Is that a plate of sushi or a lion?
The Google Cloud Vision API itself is capable of ‘absorbing’ and seeing an image and then classifying it into one (or several) of thousands of categories. The technology here can scan an image’s typical components and constituent parts to decide if the computer is looking at a plate of sushi or a picture of a lion, for want of two random examples. This intelligence can also detect individual objects and faces within images and reads printed words contained within images.
Why bother? Well, lots of reasons… number one being our drive to create workable machine intelligence functions within the computer systems that we use day to day. But there are other good reasons for building computers than can see:
- Computers with seeing vision of this kind can detect human emotions, so ‘image sentiment analysis’ allows our machines to know whether we are happy or sad when using a particular application or service.
- Computers with seeing vision can detect inappropriate content and in theory help build a cleaner Internet — used in live image analysis they can also help detect violence and other dangerous scenarios.
- Computers with seeing vision can extract text from inside images, translate it (if necessary) and help to build up our increasingly digitized view of the world.
Is Google ‘capturing’ the planet?
These are some of the core rationales around which Google has developed this technology. There will be obvious safety and privacy concerns and worries about how far Google is attempting to ‘capture the entire planet for search’ (which it ultimately monetizes), but this debate has already been well aired.
What we do know is that Google is currently building out this service and bringing new functions forward.
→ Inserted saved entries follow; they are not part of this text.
//! Protocol constants.

use crate::NodeId;
use std::time::Duration;

/// Fixed cluster size.
pub const NUM_NODES: u64 = 5;

/// Starting balance of every account. There is no genesis block; initial
/// money exists by fiat.
pub const INITIAL_BALANCE: u64 = 100;

/// Quorum size: any majority of the five peers.
pub const MAJORITY: usize = NUM_NODES as usize / 2 + 1;

/// Artificial one-way delivery latency applied to every outbound message.
/// Part of the observable timing model: it is what makes concurrent-proposer
/// races reproducible.
pub const NET_DELAY: Duration = Duration::from_secs(3);

/// How long a proposer waits for its round to resolve before retrying with
/// a higher ballot.
pub const PROPOSAL_TIMEOUT: Duration = Duration::from_secs(20);

/// How long a recovering node collects `LEDGER_RESPONSE` messages before
/// picking the longest valid chain.
pub const CATCHUP_WINDOW: Duration = Duration::from_secs(8);

/// Length of the alphanumeric proof-of-work nonce.
pub const NONCE_LEN: usize = 8;

/// All node ids in the cluster.
pub fn all_nodes() -> impl Iterator<Item = NodeId> {
    (1..=NUM_NODES).map(NodeId)
}

/// All node ids except `me`.
pub fn peers_of(me: NodeId) -> impl Iterator<Item = NodeId> {
    all_nodes().filter(move |&n| n != me)
}
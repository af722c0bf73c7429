//! Identifier newtypes.

use serde::{Deserialize, Serialize};
use std::fmt;

/// A peer node identifier, `1..=5`.
///
/// Node ids double as account ids: every node owns exactly one account.
#[derive(
    Debug, Clone, Copy, PartialEq, Eq, PartialOrd, Ord, Hash, Serialize, Deserialize, Default,
)]
#[serde(transparent)]
pub struct NodeId(pub u64);

impl fmt::Display for NodeId {
    fn fmt(&self, f: &mut fmt::Formatter<'_>) -> fmt::Result {
        write!(f, "{}", self.0)
    }
}

impl From<u64> for NodeId {
    fn from(id: u64) -> Self {
        NodeId(id)
    }
}
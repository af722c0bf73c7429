//! Core types for the paxchain replicated ledger.
//!
//! This crate provides the foundational types used throughout the
//! implementation:
//!
//! - **Primitives**: SHA-256 digests with hex wire form
//! - **Identifiers**: `NodeId` (node ids double as account ids)
//! - **Ledger types**: `Block` with its proof-of-work tag, `LedgerSnapshot`
//! - **Consensus types**: `Ballot` with its depth-major total order
//! - **Wire messages**: the `PeerMessage` JSON protocol
//!
//! # Design Philosophy
//!
//! This crate is self-contained with minimal dependencies. It does not depend
//! on any other workspace crates, making it the foundation layer. Everything
//! here is passive data; behavior lives in the ledger, paxos, and node crates.

mod ballot;
mod block;
mod constants;
mod hash;
mod identifiers;
mod network;
mod snapshot;
mod transfer;

pub use ballot::Ballot;
pub use block::{random_nonce, Block};
pub use constants::{
    all_nodes, peers_of, CATCHUP_WINDOW, INITIAL_BALANCE, MAJORITY, NET_DELAY, NONCE_LEN,
    NUM_NODES, PROPOSAL_TIMEOUT,
};
pub use hash::{Digest, HexError};
pub use identifiers::NodeId;
pub use network::PeerMessage;
pub use snapshot::LedgerSnapshot;
pub use transfer::TransferError;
We also know that, as Forbes writer Janakiram MSV has explained, the heavy computer processing here goes on in the cloud. This means that even low-powered mobile devices’ applications can take advantage of these services through the APIs.
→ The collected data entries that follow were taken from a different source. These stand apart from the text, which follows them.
#[cfg(test)]
mod tests {
    use super::*;
    use paxchain_types::{Digest, TransferError, INITIAL_BALANCE};

    fn node(id: u64) -> NodeStateMachine {
        NodeStateMachine::new(
            NodeId(id),
            id,
            PaxosConfig::default(),
            CatchupConfig::default(),
            LedgerSnapshot::default(),
        )
    }

    /// Drain one machine's internal loopbacks to quiescence, collecting the
    /// external actions. Mirrors what a runner does with `EnqueueInternal`.
    fn drain(machine: &mut NodeStateMachine, event: Event) -> Vec<Action> {
        let mut queue = vec![event];
        let mut external = Vec::new();
        while let Some(event) = queue.pop() {
            for action in machine.handle(event) {
                match action {
                    Action::EnqueueInternal { event } => queue.push(event),
                    other => external.push(other),
                }
            }
        }
        external
    }

    #[test]
    fn submit_broadcasts_prepare() {
        let mut n1 = node(1);
        let actions = n1.handle(Event::SubmitTransfer {
            receiver: NodeId(2),
            amount: 30,
        });
        assert!(actions.iter().any(|a| matches!(
            a,
            Action::Broadcast {
                message: PeerMessage::Prepare { .. }
            }
        )));
        assert!(n1.paxos().my_proposal().is_some());
    }

    #[test]
    fn insufficient_funds_is_reported_not_proposed() {
        let mut n1 = node(1);
        let actions = n1.handle(Event::SubmitTransfer {
            receiver: NodeId(2),
            amount: 150,
        });
        assert!(matches!(
            actions.as_slice(),
            [Action::EmitTransferRejected {
                reason: TransferError::InsufficientFunds { .. },
                ..
            }]
        ));
        assert_eq!(n1.depth(), 0);
        assert!(n1.paxos().my_proposal().is_none());
    }

    #[test]
    fn single_node_cannot_reach_quorum_alone() {
        // One machine self-handles its own PREPARE but only ever collects
        // one promise, so no ACCEPT is broadcast.
        let mut n1 = node(1);
        let actions = drain(
            &mut n1,
            Event::SubmitTransfer {
                receiver: NodeId(2),
                amount: 30,
            },
        );
        assert!(!actions.iter().any(|a| matches!(
            a,
            Action::Broadcast {
                message: PeerMessage::Accept { .. }
            }
        )));
        assert!(!n1.paxos().is_leader());
    }

    #[test]
    fn three_machines_commit_a_transfer() {
        // Route every Send/Broadcast by hand between three live machines;
        // two stay silent (crashed). Majority is still reachable.
        let mut machines: Vec<NodeStateMachine> = (1..=3).map(node).collect();
        let mut wire: Vec<(usize, Event)> = Vec::new(); // (target index, event)
        let mut queue: Vec<(usize, Event)> = vec![(
            0,
            Event::SubmitTransfer {
                receiver: NodeId(2),
                amount: 30,
            },
        )];

        while !queue.is_empty() || !wire.is_empty() {
            queue.extend(wire.drain(..));
            let (target, event) = queue.remove(0);
            for action in machines[target].handle(event) {
                match action {
                    Action::EnqueueInternal { event } => queue.insert(0, (target, event)),
                    Action::Send { to, message } => {
                        if (1..=3).contains(&to.0) {
                            wire.push(((to.0 - 1) as usize, Event::from(message)));
                        }
                    }
                    Action::Broadcast { message } => {
                        for peer in 0..3 {
                            if peer != target {
                                wire.push((peer, Event::from(message.clone())));
                            }
                        }
                    }
                    _ => {}
                }
            }
        }

        for machine in &machines {
            assert_eq!(machine.depth(), 1, "node {}", machine.node_id());
            assert_eq!(machine.ledger().balance(NodeId(1)), 70);
            assert_eq!(machine.ledger().balance(NodeId(2)), 130);
        }
    }

    #[test]
    fn failed_node_drops_network_and_rejects_submits() {
        let mut n3 = node(3);
        let actions = n3.handle(Event::Fail);
        assert!(n3.is_failed());
        assert_eq!(actions.len(), 2); // both timers cancelled

        assert!(n3
            .handle(Event::LedgerRequested { from: NodeId(1) })
            .is_empty());
        assert!(n3
            .handle(Event::SubmitTransfer {
                receiver: NodeId(1),
                amount: 10,
            })
            .is_empty());
        assert_eq!(n3.depth(), 0);
    }

    #[test]
    fn fail_drops_proposer_candidate() {
        let mut n1 = node(1);
        n1.handle(Event::SubmitTransfer {
            receiver: NodeId(2),
            amount: 30,
        });
        assert!(n1.paxos().my_proposal().is_some());
        n1.handle(Event::Fail);
        assert!(n1.paxos().my_proposal().is_none());
    }

    #[test]
    fn recover_starts_catchup() {
        let mut n3 = node(3);
        n3.handle(Event::Fail);
        let actions = n3.handle(Event::Recover);
        assert!(!n3.is_failed());
        assert!(actions.iter().any(|a| matches!(
            a,
            Action::Broadcast {
                message: PeerMessage::RequestLedger { .. }
            }
        )));
    }

    #[test]
    fn catchup_adopts_longer_peer_ledger() {
        // Build a depth-2 chain on node 1.
        let mut n1 = node(1);
        for (to, amount) in [(2u64, 30), (4, 20)] {
            let block = n1
                .ledger()
                .build_candidate(NodeId(1), NodeId(to), amount, &mut ChaCha8Rng::seed_from_u64(9))
                .unwrap();
            n1.handle(Event::BlockDecided { block });
        }
        assert_eq!(n1.depth(), 2);
        let snapshot = n1.ledger().snapshot();

        // Node 3 recovers and learns it.
        let mut n3 = node(3);
        n3.handle(Event::Fail);
        n3.handle(Event::Recover);
        n3.handle(Event::LedgerResponseReceived {
            from: NodeId(1),
            snapshot: snapshot.clone(),
        });
        let actions = n3.handle(Event::CatchupTimer);

        assert_eq!(n3.depth(), 2);
        assert_eq!(n3.ledger().snapshot(), snapshot);
        assert!(actions
            .iter()
            .any(|a| matches!(a, Action::PersistLedger { .. })));
    }

    #[test]
    fn ledger_request_answered_with_snapshot() {
        let mut n2 = node(2);
        let actions = n2.handle(Event::LedgerRequested { from: NodeId(4) });
        match actions.as_slice() {
            [Action::Send {
                to,
                message: PeerMessage::LedgerResponse { from, balances, .. },
            }] => {
                assert_eq!(*to, NodeId(4));
                assert_eq!(*from, NodeId(2));
                assert_eq!(balances[&NodeId(2)], INITIAL_BALANCE);
            }
            other => panic!("expected one LedgerResponse send, got {other:?}"),
        }
    }

    #[test]
    fn commit_persists_and_emits() {
        let mut n1 = node(1);
        let block = n1
            .ledger()
            .build_candidate(NodeId(1), NodeId(5), 40, &mut ChaCha8Rng::seed_from_u64(3))
            .unwrap();
        let actions = n1.handle(Event::BlockDecided {
            block: block.clone(),
        });
        assert_eq!(n1.depth(), 1);
        assert!(actions
            .iter()
            .any(|a| matches!(a, Action::PersistLedger { .. })));
        assert!(actions.iter().any(
            |a| matches!(a, Action::EmitCommitted { depth: 0, block: b } if b.hash == block.hash)
        ));
    }

    #[test]
    fn stale_decide_leaves_state_untouched() {
        let mut n1 = node(1);
        let stale = Block::seal(
            NodeId(1),
            NodeId(2),
            10,
            "AAAAAAAA".into(),
            Digest::of("not our tip"),
        );
        let actions = n1.handle(Event::BlockDecided { block: stale });
        assert!(actions.is_empty());
        assert_eq!(n1.depth(), 0);
    }
}
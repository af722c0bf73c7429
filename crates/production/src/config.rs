//! Static peer configuration.
//!
//! A TOML file maps each node id to its listen address. Loaded once at
//! startup; there is no reload.
//!
//! ```toml
//! [peers]
//! 1 = "127.0.0.1:7101"
//! 2 = "127.0.0.1:7102"
//! 3 = "127.0.0.1:7103"
//! 4 = "127.0.0.1:7104"
//! 5 = "127.0.0.1:7105"
//! ```

use paxchain_types::{all_nodes, NodeId};
use serde::Deserialize;
use std::collections::BTreeMap;
use std::net::SocketAddr;
use std::path::Path;
use thiserror::Error;

/// Errors loading or validating the peer map.
#[derive(Debug, Error)]
pub enum ConfigError {
    #[error("cannot read config: {0}")]
    Io(#[from] std::io::Error),

    #[error("cannot parse config: {0}")]
    Parse(#[from] toml::de::Error),

    #[error("peer key {0:?} is not a node id")]
    BadNodeId(String),

    #[error("peer {node} has invalid address {addr:?}")]
    BadAddr { node: NodeId, addr: String },

    #[error("config is missing node {0}")]
    MissingNode(NodeId),

    #[error("config names unexpected node {0}")]
    UnexpectedNode(NodeId),
}

#[derive(Debug, Deserialize)]
struct RawConfig {
    peers: BTreeMap<String, String>,
}

/// The validated `node_id → address` map for the five-node cluster.
#[derive(Debug, Clone)]
pub struct ClusterConfig {
    peers: BTreeMap<NodeId, SocketAddr>,
}

impl ClusterConfig {
    /// Load and validate from a TOML file.
    pub fn load(path: impl AsRef<Path>) -> Result<Self, ConfigError> {
        let text = std::fs::read_to_string(path)?;
        text.parse()
    }

    /// A peer's address.
    pub fn addr(&self, node: NodeId) -> Option<SocketAddr> {
        self.peers.get(&node).copied()
    }

    /// All configured peers.
    pub fn peers(&self) -> &BTreeMap<NodeId, SocketAddr> {
        &self.peers
    }
}

impl std::str::FromStr for ClusterConfig {
    type Err = ConfigError;

    fn from_str(text: &str) -> Result<Self, Self::Err> {
        let raw: RawConfig = toml::from_str(text)?;
        let mut peers = BTreeMap::new();
        for (key, addr) in raw.peers {
            let id: u64 = key.parse().map_err(|_| ConfigError::BadNodeId(key.clone()))?;
            let node = NodeId(id);
            let addr: SocketAddr = addr.parse().map_err(|_| ConfigError::BadAddr {
                node,
                addr: addr.clone(),
            })?;
            peers.insert(node, addr);
        }
        for node in all_nodes() {
            if !peers.contains_key(&node) {
                return Err(ConfigError::MissingNode(node));
            }
        }
        if let Some(&extra) = peers.keys().find(|n| n.0 == 0 || n.0 > 5) {
            return Err(ConfigError::UnexpectedNode(extra));
        }
        Ok(ClusterConfig { peers })
    }
}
What Google Cloud Vision did next
In addition to announcing pricing for this API (no, it’s not free, silly) currently we see Google adding additional capabilities to identify the dominant color of an image. Developers can now apply Label Detection on an image for $2 per 1,000 images or Optical Character Recognition (OCR) for $0.60 for 1,000 images.
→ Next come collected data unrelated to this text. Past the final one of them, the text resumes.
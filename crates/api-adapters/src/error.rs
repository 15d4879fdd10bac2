//! Error types for the HTTP layer.

use axum::http::StatusCode;
use axum::response::{IntoResponse, Response};
use axum::Json;
use domains::{AuthError, DomainError};
use serde_json::json;
use thiserror::Error;
use tracing::{debug, error};

const UNAVAILABLE: &str = "service temporarily unavailable";

/// Everything a handler can fail with. Always rendered as
/// `{ "success": false, "message": ... }`.
#[derive(Debug, Error)]
pub enum ApiError {
    #[error(transparent)]
    Domain(#[from] DomainError),

    #[error(transparent)]
    Auth(#[from] AuthError),

    /// Body that is not JSON or does not have the operation's shape.
    #[error("{0}")]
    BadRequest(String),

    #[error("blob storage failed: {0}")]
    Blob(anyhow::Error),

    #[error("response encoding failed: {0}")]
    Encode(#[from] serde_json::Error),
}

impl ApiError {
    /// - Validation, malformed body: 400
    /// - Missing or invalid session: 401
    /// - Forbidden: 403
    /// - Not found: 404
    /// - State conflict: 409
    /// - Store, blob, encoding: 500
    #[must_use]
    pub fn status_code(&self) -> StatusCode {
        match self {
            Self::Domain(err) => match err {
                DomainError::Validation(_) => StatusCode::BAD_REQUEST,
                DomainError::NotFound(_) => StatusCode::NOT_FOUND,
                DomainError::Forbidden(_) => StatusCode::FORBIDDEN,
                DomainError::Conflict(_) => StatusCode::CONFLICT,
                DomainError::Store(_) => StatusCode::INTERNAL_SERVER_ERROR,
            },
            Self::Auth(_) => StatusCode::UNAUTHORIZED,
            Self::BadRequest(_) => StatusCode::BAD_REQUEST,
            Self::Blob(_) | Self::Encode(_) => StatusCode::INTERNAL_SERVER_ERROR,
        }
    }

    /// Text shown to the user. Internal failures are never described.
    pub fn public_message(&self) -> String {
        if self.status_code().is_server_error() {
            UNAVAILABLE.to_string()
        } else {
            self.to_string()
        }
    }
}

impl IntoResponse for ApiError {
    fn into_response(self) -> Response {
        let status = self.status_code();
        if status.is_server_error() {
            error!(error = %self, "request failed");
        } else {
            debug!(error = %self, status = status.as_u16(), "request rejected");
        }
        let body = json!({ "success": false, "message": self.public_message() });
        (status, Json(body)).into_response()
    }
}
//! Operation counters in OpenMetrics text format.

use prometheus_client::encoding::text::encode;
use prometheus_client::encoding::{EncodeLabelSet, EncodeLabelValue};
use prometheus_client::metrics::counter::Counter;
use prometheus_client::metrics::family::Family;
use prometheus_client::registry::Registry;

#[derive(Debug, Clone, Copy, Hash, PartialEq, Eq, EncodeLabelValue)]
pub enum Outcome {
    Ok,
    /// Validation, permission or state conflict.
    Rejected,
    /// Store or other dependency failure.
    Failed,
}

#[derive(Debug, Clone, Hash, PartialEq, Eq, EncodeLabelSet)]
struct OperationLabels {
    operation: String,
    outcome: Outcome,
}

pub struct ApiMetrics {
    registry: Registry,
    operations: Family<OperationLabels, Counter>,
}

impl Default for ApiMetrics {
    fn default() -> Self {
        Self::new()
    }
}

impl ApiMetrics {
    pub fn new() -> Self {
        let mut registry = Registry::with_prefix("pairpoints");
        let operations = Family::<OperationLabels, Counter>::default();
        registry.register("operations", "Operations handled, by outcome", operations.clone());
        Self { registry, operations }
    }

    pub fn record(&self, operation: &str, outcome: Outcome) {
        self.operations
            .get_or_create(&OperationLabels { operation: operation.to_string(), outcome })
            .inc();
    }

    pub fn render(&self) -> Result<String, std::fmt::Error> {
        let mut buf = String::new();
        encode(&mut buf, &self.registry)?;
        Ok(buf)
    }
}
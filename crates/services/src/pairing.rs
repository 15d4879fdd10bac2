//! # Pairing
//!
//! Establishes the symmetric one-to-one partner link. The invite code is
//! resolved through the indexed `inviteCode` field before the transaction;
//! both users are then re-read inside it and every check runs against those
//! fresh copies.

use domains::{Conflict, DomainError, Filter, NoticeType, Query, Result, SortOrder, Store, User};
use serde_json::json;
use tracing::{debug, info, instrument};

use crate::notify::{NoticeDraft, Notifier};

pub const INVITE_CODE_LEN: usize = 6;

/// Last [`INVITE_CODE_LEN`] characters of the identity, uppercased.
pub fn compute_invite_code(user_id: &str) -> String {
    let chars: Vec<char> = user_id.chars().collect();
    let start = chars.len().saturating_sub(INVITE_CODE_LEN);
    chars[start..].iter().collect::<String>().to_uppercase()
}

#[derive(Debug, Clone, PartialEq, Eq)]
pub enum BindOutcome {
    Bound { partner_id: String },
    /// Both sides already pointed at each other. Nothing was written.
    AlreadyBound { partner_id: String },
    /// One side pointed at the other; the missing half was written.
    Repaired { partner_id: String },
}

impl BindOutcome {
    pub fn partner_id(&self) -> &str {
        match self {
            Self::Bound { partner_id } | Self::AlreadyBound { partner_id } | Self::Repaired { partner_id } => {
                partner_id
            }
        }
    }
}

#[derive(Clone)]
pub struct PairingService {
    store: Store,
    notifier: Notifier,
}

impl PairingService {
    pub fn new(store: Store, notifier: Notifier) -> Self {
        Self { store, notifier }
    }

    /// Finds the user owning `code`, never the caller.
    async fn resolve_code(&self, caller: &str, code: &str) -> Result<String> {
        let query = Query::new(Filter::eq("inviteCode", code).and(Filter::ne("id", caller)))
            .order_by("createTime", SortOrder::Asc)
            .limit(2);
        let matches: Vec<User> = self.store.find(&query).await?;
        if matches.len() > 1 {
            debug!(code, "invite code collision, taking the oldest user");
        }
        matches
            .into_iter()
            .next()
            .map(|u| u.id)
            .ok_or(Conflict::CodeNotFound.into())
    }

    #[instrument(skip(self), fields(caller = %caller))]
    pub async fn bind(&self, caller: &str, partner_code: &str) -> Result<BindOutcome> {
        let code = partner_code.trim().to_uppercase();
        if code.is_empty() {
            return Err(DomainError::validation("partner code is required"));
        }
        let target_id = self.resolve_code(caller, &code).await?;

        let mut tx = self.store.begin().await?;
        let me: User = tx.get(caller).await?.ok_or(DomainError::NotFound("user"))?;
        let target: User = tx.get(&target_id).await?.ok_or(Conflict::CodeNotFound)?;

        if me.is_paired_with(&target.id) && target.is_paired_with(&me.id) {
            debug!(partner = %target.id, "already bound");
            return Ok(BindOutcome::AlreadyBound { partner_id: target.id });
        }
        if me.partner_id.as_ref().is_some_and(|p| *p != target.id) {
            return Err(Conflict::CallerHasPartner.into());
        }
        if target.partner_id.as_ref().is_some_and(|p| *p != me.id) {
            return Err(Conflict::PartnerHasPartner.into());
        }

        // At most one half exists here, and it points at the other side.
        let repaired = me.partner_id.is_some() || target.partner_id.is_some();
        if me.partner_id.is_none() {
            tx.patch::<User>(&me.id, json!({ "partnerId": target.id })).await?;
        }
        if target.partner_id.is_none() {
            tx.patch::<User>(&target.id, json!({ "partnerId": me.id })).await?;
        }

        let draft = NoticeDraft {
            kind: NoticeType::BindSuccess,
            title: "Partner bound".into(),
            message: format!(
                "{} is now your partner",
                if me.nick_name.is_empty() { "Your partner" } else { me.nick_name.as_str() }
            ),
            points: 0,
            sender_id: me.id.clone(),
            receiver_id: target.id.clone(),
        };
        let notice = self.notifier.emit(&mut tx, draft).await;
        tx.commit().await?;
        self.notifier.dispatch(notice);

        info!(partner = %target.id, repaired, "partners bound");
        Ok(if repaired {
            BindOutcome::Repaired { partner_id: target.id }
        } else {
            BindOutcome::Bound { partner_id: target.id }
        })
    }
}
According to Google, for text extraction, “Optical Character Recognition (OCR) enables you to detect text within your images, along with automatic language identification across a broad set of languages. For sentiment analysis: Cloud Vision API can analyze emotional attributes of people in your images, like joy, sorrow and anger, along with detecting popular product logos.”
Marsal Gavaldà, director of engineering for machine intelligence at Yik Yak, a location-based social network, ran over a million images through the Cloud Vision API.
Google’s PR machine arguably somewhat gushes and notes that, “The company (Yik Yak) was impressed with the accuracy of its feature detectors and content analyzers and the precision and recall of the text extraction in multiple languages. The number of objects that can be identified with the Cloud Vision API is an order of magnitude greater than comparable services from other cloud providers.”
Not mission critical
This is still an emerging very much beta stage technology and Google openly states that Cloud Vision API is not intended for real-time mission critical applications.
Should we fight this kind of innovation? You can try, but this is technical progress and so no, you can’t stop this kind of progression happening. It is better to know about it now and think about the implications it will have on our applications and upon our own behaviour.